[[ Listed entries, beginning ]]
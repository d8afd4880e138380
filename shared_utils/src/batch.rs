//! Batch Processing Module
//!
//! File collection for a single category folder and the per-batch counters
//! both tools report from.

use crate::common_utils::{has_suffix, is_hidden_file};
use serde::Serialize;
use std::path::{Path, PathBuf};
use walkdir::WalkDir;

/// Regular files directly inside `dir` whose name ends with one of `suffixes`.
///
/// Not recursive, so backup subfolders never show up. Hidden files
/// (`._photo.jpg` resource forks and the like) are left out. Sorted by path.
pub fn collect_files<S: AsRef<str>>(dir: &Path, suffixes: &[S]) -> Vec<PathBuf> {
    let mut files: Vec<PathBuf> = WalkDir::new(dir)
        .min_depth(1)
        .max_depth(1)
        .into_iter()
        .filter_map(|e| e.ok())
        .filter(|e| e.file_type().is_file())
        .filter(|e| !is_hidden_file(e.path()))
        .filter(|e| has_suffix(e.path(), suffixes))
        .map(|e| e.path().to_path_buf())
        .collect();
    files.sort();
    files
}

#[derive(Debug, Clone, Serialize)]
pub struct BatchResult {
    pub total: usize,
    pub succeeded: usize,
    pub failed: usize,
    pub errors: Vec<(PathBuf, String)>,
}

impl BatchResult {
    pub fn new() -> Self {
        Self {
            total: 0,
            succeeded: 0,
            failed: 0,
            errors: Vec::new(),
        }
    }

    pub fn success(&mut self) {
        self.total += 1;
        self.succeeded += 1;
    }

    pub fn fail(&mut self, path: PathBuf, error: String) {
        self.total += 1;
        self.failed += 1;
        self.errors.push((path, error));
    }

    /// Fold another batch into this one.
    pub fn merge(&mut self, other: &BatchResult) {
        self.total += other.total;
        self.succeeded += other.succeeded;
        self.failed += other.failed;
        self.errors.extend(other.errors.iter().cloned());
    }

    pub fn success_rate(&self) -> f64 {
        if self.total == 0 {
            100.0
        } else {
            (self.succeeded as f64 / self.total as f64) * 100.0
        }
    }
}

impl Default for BatchResult {
    fn default() -> Self {
        Self::new()
    }
}
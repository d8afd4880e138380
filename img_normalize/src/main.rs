use clap::{Parser, ValueEnum};
use img_normalize::run;
use shared_utils::colors::enable_quiet_mode;
use shared_utils::logging::{init_logging, LogConfig};
use shared_utils::SiteConfig;
use std::path::PathBuf;

#[derive(Parser)]
#[command(name = "img_normalize")]
#[command(version, about = "Resize and optimize the site's category images for the web", long_about = None)]
struct Cli {
    /// Site root containing the images/ folder
    #[arg(value_name = "ROOT", default_value = ".")]
    root: PathBuf,

    #[arg(short, long)]
    verbose: bool,

    #[arg(short, long, value_enum, default_value = "human")]
    output: OutputFormat,
}

#[derive(Copy, Clone, PartialEq, Eq, ValueEnum)]
enum OutputFormat {
    Human,
    Json,
}

fn main() -> anyhow::Result<()> {
    let cli = Cli::parse();

    let log_config = if cli.verbose {
        LogConfig::default().verbose()
    } else {
        LogConfig::default()
    };
    if let Err(e) = init_logging("img_normalize", log_config) {
        eprintln!("⚠️  Logging disabled: {:#}", e);
    }

    if cli.output == OutputFormat::Json {
        enable_quiet_mode();
    }

    let config = SiteConfig::default().with_root(&cli.root);
    let summary = run(&config);

    if cli.output == OutputFormat::Json {
        println!("{}", serde_json::to_string_pretty(&summary)?);
    }

    Ok(())
}
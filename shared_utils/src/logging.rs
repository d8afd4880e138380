//! Logging Module - 统一的日志系统
//!
//! tracing-based logging shared by both tools:
//! - full log written to a daily-rotated file (system temp dir by default)
//! - stderr layer kept quiet unless `--verbose`, since progress goes to stdout
//! - old log files pruned to `max_files`
//!
//! # Examples
//!
//! ```no_run
//! use shared_utils::logging::{LogConfig, init_logging};
//! use tracing::info;
//!
//! init_logging("img_normalize", LogConfig::default()).expect("Failed to initialize logging");
//! info!("Program started");
//! ```

use anyhow::{Context, Result};
use std::path::{Path, PathBuf};
use tracing::Level;
use tracing_appender::rolling::{RollingFileAppender, Rotation};
use tracing_subscriber::{
    filter::LevelFilter, fmt, layer::SubscriberExt, util::SubscriberInitExt, EnvFilter, Layer,
};

/// 日志配置结构
#[derive(Debug, Clone)]
pub struct LogConfig {
    /// 日志目录路径（默认为系统临时目录）
    pub log_dir: PathBuf,
    /// 保留的最大日志文件数量，默认5个
    pub max_files: usize,
    /// File log level, default Info
    pub level: Level,
    /// Events at or above this level are echoed to stderr
    pub stderr_level: Level,
}

impl Default for LogConfig {
    fn default() -> Self {
        Self {
            log_dir: std::env::temp_dir(),
            max_files: 5,
            level: Level::INFO,
            stderr_level: Level::ERROR,
        }
    }
}

impl LogConfig {
    pub fn new() -> Self {
        Self::default()
    }

    pub fn with_log_dir<P: AsRef<Path>>(mut self, dir: P) -> Self {
        self.log_dir = dir.as_ref().to_path_buf();
        self
    }

    pub fn with_max_files(mut self, count: usize) -> Self {
        self.max_files = count;
        self
    }

    pub fn with_level(mut self, level: Level) -> Self {
        self.level = level;
        self
    }

    pub fn with_stderr_level(mut self, level: Level) -> Self {
        self.stderr_level = level;
        self
    }

    /// `--verbose`: debug everywhere, including stderr.
    pub fn verbose(self) -> Self {
        self.with_level(Level::DEBUG).with_stderr_level(Level::DEBUG)
    }
}

/// 初始化日志系统
///
/// Log file name: `{program_name}.log` (rotated daily by tracing-appender).
/// `RUST_LOG` overrides the default filter, which covers the program's own
/// crate and `shared_utils`.
pub fn init_logging(program_name: &str, config: LogConfig) -> Result<()> {
    std::fs::create_dir_all(&config.log_dir)
        .with_context(|| format!("Failed to create log directory: {:?}", config.log_dir))?;

    let log_file_name = format!("{}.log", program_name);
    let file_appender = RollingFileAppender::new(Rotation::DAILY, &config.log_dir, &log_file_name);

    let env_filter = EnvFilter::try_from_default_env().unwrap_or_else(|_| {
        EnvFilter::new(format!(
            "{}={},shared_utils={}",
            program_name, config.level, config.level
        ))
    });

    let file_layer = fmt::layer()
        .with_writer(file_appender)
        .with_ansi(false) // 文件中不使用ANSI颜色代码
        .with_target(true)
        .with_line_number(true);

    let stderr_layer = fmt::layer()
        .with_writer(std::io::stderr)
        .with_ansi(true)
        .with_target(false)
        .with_line_number(false)
        .with_filter(LevelFilter::from_level(config.stderr_level));

    tracing_subscriber::registry()
        .with(env_filter)
        .with(file_layer)
        .with(stderr_layer)
        .try_init()
        .context("Failed to install tracing subscriber")?;

    tracing::info!(
        program = program_name,
        log_dir = ?config.log_dir,
        log_file = log_file_name,
        max_files = config.max_files,
        level = ?config.level,
        "Logging system initialized"
    );

    cleanup_old_logs(&config.log_dir, program_name, config.max_files)?;

    Ok(())
}

/// 清理旧的日志文件，只保留最近的N个
fn cleanup_old_logs(log_dir: &Path, program_name: &str, max_files: usize) -> Result<()> {
    use std::fs;

    let entries = fs::read_dir(log_dir)
        .with_context(|| format!("Failed to read log directory: {:?}", log_dir))?;

    let mut log_files: Vec<(PathBuf, std::time::SystemTime)> = Vec::new();

    for entry in entries {
        let entry = entry?;
        let path = entry.path();

        if !path.is_file() {
            continue;
        }

        // rotated names look like `img_normalize.log.2026-10-19`
        let matches = path
            .file_name()
            .map(|n| n.to_string_lossy().starts_with(&format!("{}.log", program_name)))
            .unwrap_or(false);
        if !matches {
            continue;
        }

        if let Ok(modified) = fs::metadata(&path).and_then(|m| m.modified()) {
            log_files.push((path, modified));
        }
    }

    if log_files.len() > max_files {
        // newest first
        log_files.sort_by(|a, b| b.1.cmp(&a.1));

        for (path, _) in log_files.iter().skip(max_files) {
            if let Err(e) = fs::remove_file(path) {
                tracing::warn!(path = ?path, error = %e, "Failed to remove old log file");
            } else {
                tracing::debug!(path = ?path, "Removed old log file");
            }
        }
    }

    Ok(())
}
//! Shared error type for both site tools.
//!
//! Every variant maps to a unit of work that gets skipped with a warning;
//! none of them aborts a run on its own.

use std::path::{Path, PathBuf};
use thiserror::Error;

#[derive(Error, Debug)]
pub enum SiteError {
    #[error("Folder doesn't exist: {}", .0.display())]
    DirectoryNotFound(PathBuf),

    #[error("No images found in {}", .0.display())]
    NoImages(PathBuf),

    #[error("Document not found: {}", .0.display())]
    DocumentNotFound(PathBuf),

    #[error("Could not find gallery container in {}", .0.display())]
    RegionNotFound(PathBuf),

    #[error("No placeholder image source in {}", .0.display())]
    PlaceholderNotFound(PathBuf),

    #[error("Invalid pattern: {0}")]
    Pattern(String),

    #[error("Failed to decode {}: {source}", path.display())]
    Decode {
        path: PathBuf,
        #[source]
        source: image::ImageError,
    },

    #[error("Failed to encode {}: {source}", path.display())]
    Encode {
        path: PathBuf,
        #[source]
        source: image::ImageError,
    },

    #[error("Output file already exists: {}", .0.display())]
    OutputExists(PathBuf),

    #[error("Output verification failed for {}: {reason}", path.display())]
    OutputInvalid { path: PathBuf, reason: String },

    #[error("IO error on {}: {source}", path.display())]
    Io {
        path: PathBuf,
        #[source]
        source: std::io::Error,
    },
}

impl SiteError {
    pub fn io(path: &Path, source: std::io::Error) -> Self {
        SiteError::Io {
            path: path.to_path_buf(),
            source,
        }
    }
}

pub type Result<T> = std::result::Result<T, SiteError>;
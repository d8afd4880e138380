//! Output verification before anything destructive happens.
//!
//! A converted file only replaces (or lets us delete) its source once it
//! exists, is non-empty and can be opened.

use crate::errors::{Result, SiteError};
use std::fs::{self, File};
use std::io::Read;
use std::path::Path;

/// Verify output file integrity before deleting original
pub fn verify_output_integrity(output: &Path, min_size: u64) -> std::result::Result<(), String> {
    let metadata =
        fs::metadata(output).map_err(|e| format!("Cannot read output metadata: {}", e))?;

    if metadata.len() == 0 {
        return Err("Output file is empty (0 bytes)".to_string());
    }

    if metadata.len() < min_size {
        return Err(format!(
            "Output file too small: {} < {} bytes",
            metadata.len(),
            min_size
        ));
    }

    let mut file = File::open(output).map_err(|e| format!("Cannot open output file: {}", e))?;
    let mut buffer = [0u8; 16];
    file.read(&mut buffer)
        .map_err(|e| format!("Cannot read output file: {}", e))?;

    Ok(())
}

/// Remove `input` only if `output` passes [`verify_output_integrity`].
pub fn safe_delete_original(input: &Path, output: &Path, min_output_size: u64) -> Result<()> {
    if let Err(reason) = verify_output_integrity(output, min_output_size) {
        tracing::warn!(
            input = %input.display(),
            output = %output.display(),
            reason = %reason,
            "Output integrity check failed, original kept"
        );
        return Err(SiteError::OutputInvalid {
            path: output.to_path_buf(),
            reason,
        });
    }

    fs::remove_file(input).map_err(|e| SiteError::io(input, e))
}

/// True when both paths resolve to the same file on disk
/// (case-insensitive filesystems map `a.JPG` and `a.jpg` together).
pub fn is_same_file(a: &Path, b: &Path) -> bool {
    match (a.canonicalize(), b.canonicalize()) {
        (Ok(ca), Ok(cb)) => ca == cb,
        _ => false,
    }
}
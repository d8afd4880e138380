//! Gallery markup updater.
//!
//! Rewrites the gallery container of each category page, the about page's
//! placeholder image and the overview page from the images on disk. A page
//! that can't be updated is skipped with a warning and left untouched.

pub mod fragments;
pub mod pages;
pub mod region;
pub mod scan;

pub use fragments::{build_fragments, category_alt, GalleryEntry, OVERVIEW_ALT};
pub use pages::{
    overview_entries, update_about_page, update_category_page, update_overview_page, PageUpdate,
};
pub use region::{locate_gallery_region, replace_gallery, GalleryRegion};
pub use scan::{collect_gallery_images, infer_category};

use serde::Serialize;
use shared_utils::colors::{print_header, print_rule, print_success, print_warning};
use shared_utils::{print_page_summary, quiet_println, Result, SiteConfig};
use std::path::PathBuf;
use std::time::Instant;
use tracing::{info, warn};

#[derive(Debug, Clone, Serialize)]
pub struct PageOutcome {
    pub page: String,
    pub updated: bool,
    pub images: usize,
    /// Warning text when the page was skipped
    pub message: Option<String>,
}

#[derive(Debug, Clone, Serialize)]
pub struct RunSummary {
    pub root: PathBuf,
    /// `images/` was missing and no page was touched
    pub halted: bool,
    pub pages: Vec<PageOutcome>,
    pub updated: usize,
    pub skipped: usize,
    pub warnings: Vec<String>,
    pub elapsed_secs: f64,
}

impl RunSummary {
    fn new(root: PathBuf) -> Self {
        Self {
            root,
            halted: false,
            pages: Vec::new(),
            updated: 0,
            skipped: 0,
            warnings: Vec::new(),
            elapsed_secs: 0.0,
        }
    }

    fn record(&mut self, page: &str, result: Result<PageUpdate>) {
        match result {
            Ok(update) => {
                print_success(&format!("Updated {} ({} image(s))", page, update.images));
                self.updated += 1;
                self.pages.push(PageOutcome {
                    page: page.to_string(),
                    updated: true,
                    images: update.images,
                    message: None,
                });
            }
            Err(e) => {
                let message = e.to_string();
                print_warning(&message);
                warn!(page, error = %message, "Page skipped");
                self.skipped += 1;
                self.warnings.push(message.clone());
                self.pages.push(PageOutcome {
                    page: page.to_string(),
                    updated: false,
                    images: 0,
                    message: Some(message),
                });
            }
        }
    }
}

/// Update every configured page: categories first, then about, then overview.
///
/// Only a missing `images/` directory stops the run.
pub fn run(config: &SiteConfig) -> RunSummary {
    let start = Instant::now();
    let mut summary = RunSummary::new(config.root.clone());

    print_header("🔄 Updating HTML files with your images");

    let images_root = config.images_root();
    if !images_root.is_dir() {
        print_warning(&format!(
            "'{}' folder doesn't exist yet.\n   Please add your photos to the {}/ folders first.",
            config.images_dir, config.images_dir
        ));
        warn!(path = %images_root.display(), "Images directory missing, nothing to do");
        summary.halted = true;
        return summary;
    }

    info!(root = %config.root.display(), "Updating gallery pages");

    for target in &config.category_pages {
        quiet_println!("\n📝 Processing {}...", target.page);
        summary.record(&target.page, update_category_page(config, target));
    }

    quiet_println!("\n📝 Processing {}...", config.about.page);
    summary.record(&config.about.page, update_about_page(config));

    quiet_println!("\n📝 Processing {}...", config.overview.page);
    summary.record(&config.overview.page, update_overview_page(config));

    summary.elapsed_secs = start.elapsed().as_secs_f64();
    info!(
        updated = summary.updated,
        skipped = summary.skipped,
        "Gallery pages done"
    );

    print_page_summary(summary.updated, summary.skipped, &summary.warnings);
    quiet_println!();
    print_rule();
    quiet_println!("✅ Done! Your HTML files have been updated.");
    print_rule();
    quiet_println!("\n💡 Open the pages in your browser to check the galleries.\n");

    summary
}
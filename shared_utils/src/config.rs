//! Site Configuration Module
//!
//! Every folder name, page name and encoder setting the two tools rely on
//! lives in one `SiteConfig` value. Build it once in `main`, hand it down by
//! reference.

use serde::{Deserialize, Serialize};
use std::path::{Path, PathBuf};

/// Maximum output width in pixels.
pub const DEFAULT_MAX_WIDTH: u32 = 1200;

/// JPEG quality (85 is a good balance between size and artefacts).
pub const DEFAULT_JPEG_QUALITY: u8 = 85;

/// Case-sensitive suffix allow-list. Case variants are listed explicitly.
pub const DEFAULT_EXTENSIONS: &[&str] = &[".jpg", ".jpeg", ".png", ".JPG", ".JPEG", ".PNG"];

pub const BACKUP_DIR_NAME: &str = "original_backup";

pub const GALLERY_CLASS: &str = "gallery-container";

/// Images per category when the overview page falls back to a mix.
pub const OVERVIEW_PER_CATEGORY: usize = 8;

/// A category folder paired with the page that displays it.
#[derive(Debug, Clone, PartialEq, Eq, Serialize, Deserialize)]
pub struct CategoryPage {
    pub category: String,
    pub page: String,
}

impl CategoryPage {
    pub fn new(category: &str, page: &str) -> Self {
        Self {
            category: category.to_string(),
            page: page.to_string(),
        }
    }
}

#[derive(Debug, Clone, PartialEq, Eq, Serialize, Deserialize)]
pub struct OverviewConfig {
    /// Dedicated folder, preferred when present and non-empty
    pub folder: String,
    pub page: String,
    /// Categories mixed in (in this order) when the dedicated folder is empty
    pub fallback_categories: Vec<String>,
    pub per_category: usize,
}

#[derive(Debug, Clone, PartialEq, Eq, Serialize, Deserialize)]
pub struct SiteConfig {
    /// Site root; `images/` and the HTML pages live directly below it
    pub root: PathBuf,
    pub images_dir: String,
    pub backup_dir_name: String,
    pub max_width: u32,
    pub jpeg_quality: u8,
    pub extensions: Vec<String>,
    /// Folders (below `images_dir`) the normalizer walks, in order
    pub normalize_folders: Vec<String>,
    pub category_pages: Vec<CategoryPage>,
    pub about: CategoryPage,
    pub overview: OverviewConfig,
    pub gallery_class: String,
    /// Regex matching the stub image source in the about page
    pub placeholder_pattern: String,
}

impl Default for SiteConfig {
    fn default() -> Self {
        let categories = ["portraits", "dance", "engagement", "fashion"];
        Self {
            root: PathBuf::from("."),
            images_dir: "images".to_string(),
            backup_dir_name: BACKUP_DIR_NAME.to_string(),
            max_width: DEFAULT_MAX_WIDTH,
            jpeg_quality: DEFAULT_JPEG_QUALITY,
            extensions: DEFAULT_EXTENSIONS.iter().map(|e| e.to_string()).collect(),
            normalize_folders: categories
                .iter()
                .chain(std::iter::once(&"about"))
                .map(|c| c.to_string())
                .collect(),
            category_pages: categories
                .iter()
                .map(|c| CategoryPage::new(c, &format!("{}.html", c)))
                .collect(),
            about: CategoryPage::new("about", "about.html"),
            overview: OverviewConfig {
                folder: "overview".to_string(),
                page: "index.html".to_string(),
                fallback_categories: categories.iter().map(|c| c.to_string()).collect(),
                per_category: OVERVIEW_PER_CATEGORY,
            },
            gallery_class: GALLERY_CLASS.to_string(),
            placeholder_pattern: r#"src="https://via\.placeholder\.com/[^"]*""#.to_string(),
        }
    }
}

impl SiteConfig {
    pub fn with_root<P: AsRef<Path>>(mut self, root: P) -> Self {
        self.root = root.as_ref().to_path_buf();
        self
    }

    pub fn with_max_width(mut self, max_width: u32) -> Self {
        self.max_width = max_width;
        self
    }

    /// `<root>/images`
    pub fn images_root(&self) -> PathBuf {
        self.root.join(&self.images_dir)
    }

    /// `images/<name>`, relative to the site root. This is the form written into pages.
    pub fn image_folder_rel(&self, name: &str) -> PathBuf {
        Path::new(&self.images_dir).join(name)
    }

    pub fn image_folder(&self, name: &str) -> PathBuf {
        self.root.join(self.image_folder_rel(name))
    }

    pub fn page_path(&self, page: &str) -> PathBuf {
        self.root.join(page)
    }

    pub fn backup_dir_for(&self, folder: &Path) -> PathBuf {
        folder.join(&self.backup_dir_name)
    }
}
[[ Listed entries, end ]]
_To do_. Search the data for the string "RunSummary" and copy every line where it appears.

_Solution to the exercise_.
pub struct RunSummary {
impl RunSummary {
pub fn run(config: &SiteConfig) -> RunSummary {
    let mut summary = RunSummary::new(config.root.clone());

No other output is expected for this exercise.